:: Aim of the exercise ::
Copy out all lines in the data below containing the string "Serialize".

Stored data entries
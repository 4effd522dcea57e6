//! Generator strategy ports.
//!
//! Architecture strategies and frontend generators are independent tagged
//! implementations behind one capability set each. The dispatcher only ever
//! calls `generate`; the finer-grained capabilities exist so listings and
//! tests can inspect a strategy without touching a filesystem.

use std::path::Path;

use serde::Serialize;

use crate::application::{ApplicationError, ports::output::Filesystem};
use crate::domain::{
    FrontendFramework, Manifest, ProjectConfig, ProjectStructure, RelativePath, RenderContext,
};
use crate::error::NexusResult;

/// Name of the manifest file every generator emits.
pub const MANIFEST_FILE: &str = "package.json";

/// Static description of an architecture strategy, used by `nexus list`.
#[derive(Debug, Clone, PartialEq, Eq, Serialize)]
pub struct StrategyDescriptor {
    pub name: &'static str,
    pub display_name: &'static str,
    pub description: &'static str,
    pub features: &'static [&'static str],
}

/// A backend architecture style (MVC, Clean, Hexagonal, ...).
#[cfg_attr(test, mockall::automock)]
pub trait ArchitectureStrategy: Send + Sync {
    fn descriptor(&self) -> StrategyDescriptor;

    /// Directories this style adds under the project root.
    fn directories(&self) -> Vec<&'static str>;

    /// The style's own manifest fragment.
    fn manifest(&self, config: &ProjectConfig) -> Manifest;

    /// Boilerplate files, rendered for `ctx`.
    fn files(&self, config: &ProjectConfig, ctx: &RenderContext) -> NexusResult<ProjectStructure>;

    /// Write directories and files under `target` and return the manifest
    /// fragment. The manifest itself is not written; the dispatcher owns the
    /// root `package.json`.
    fn generate(
        &self,
        fs: &dyn Filesystem,
        target: &Path,
        config: &ProjectConfig,
    ) -> NexusResult<Manifest> {
        let ctx = RenderContext::from_config(config);

        let mut structure = ProjectStructure::new();
        for dir in self.directories() {
            structure.add_directory(RelativePath::try_new(dir)?);
        }
        structure.extend(self.files(config, &ctx)?);
        structure.validate()?;

        fs.write_structure(target, &structure)?;
        Ok(self.manifest(config))
    }
}

/// A frontend framework generator (React, Vue, Angular, ...).
#[cfg_attr(test, mockall::automock)]
pub trait FrontendGenerator: Send + Sync {
    fn framework(&self) -> FrontendFramework;

    fn display_name(&self) -> &'static str;

    fn manifest(&self, config: &ProjectConfig) -> Manifest;

    /// Framework files plus the `frontend_architecture` folder layout.
    fn files(&self, config: &ProjectConfig, ctx: &RenderContext) -> NexusResult<ProjectStructure>;

    /// Write the frontend under `target`, including its own `package.json`,
    /// so an embedded frontend stays independently buildable.
    fn generate(
        &self,
        fs: &dyn Filesystem,
        target: &Path,
        config: &ProjectConfig,
    ) -> NexusResult<Manifest> {
        let ctx = RenderContext::from_config(config);

        let mut structure = self.files(config, &ctx)?;
        for folder in config.frontend_architecture.folders() {
            structure.add_directory(RelativePath::try_new("src")?.join(folder)?);
        }
        structure.validate()?;
        fs.write_structure(target, &structure)?;

        let manifest = self.manifest(config);
        let json = manifest
            .to_json_pretty()
            .map_err(|e| ApplicationError::generation(self.framework().as_str(), e.to_string()))?;
        fs.write_file(&target.join(MANIFEST_FILE), &json)?;

        Ok(manifest)
    }
}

:: Exercise output ::
use serde::Serialize;
#[derive(Debug, Clone, PartialEq, Eq, Serialize)]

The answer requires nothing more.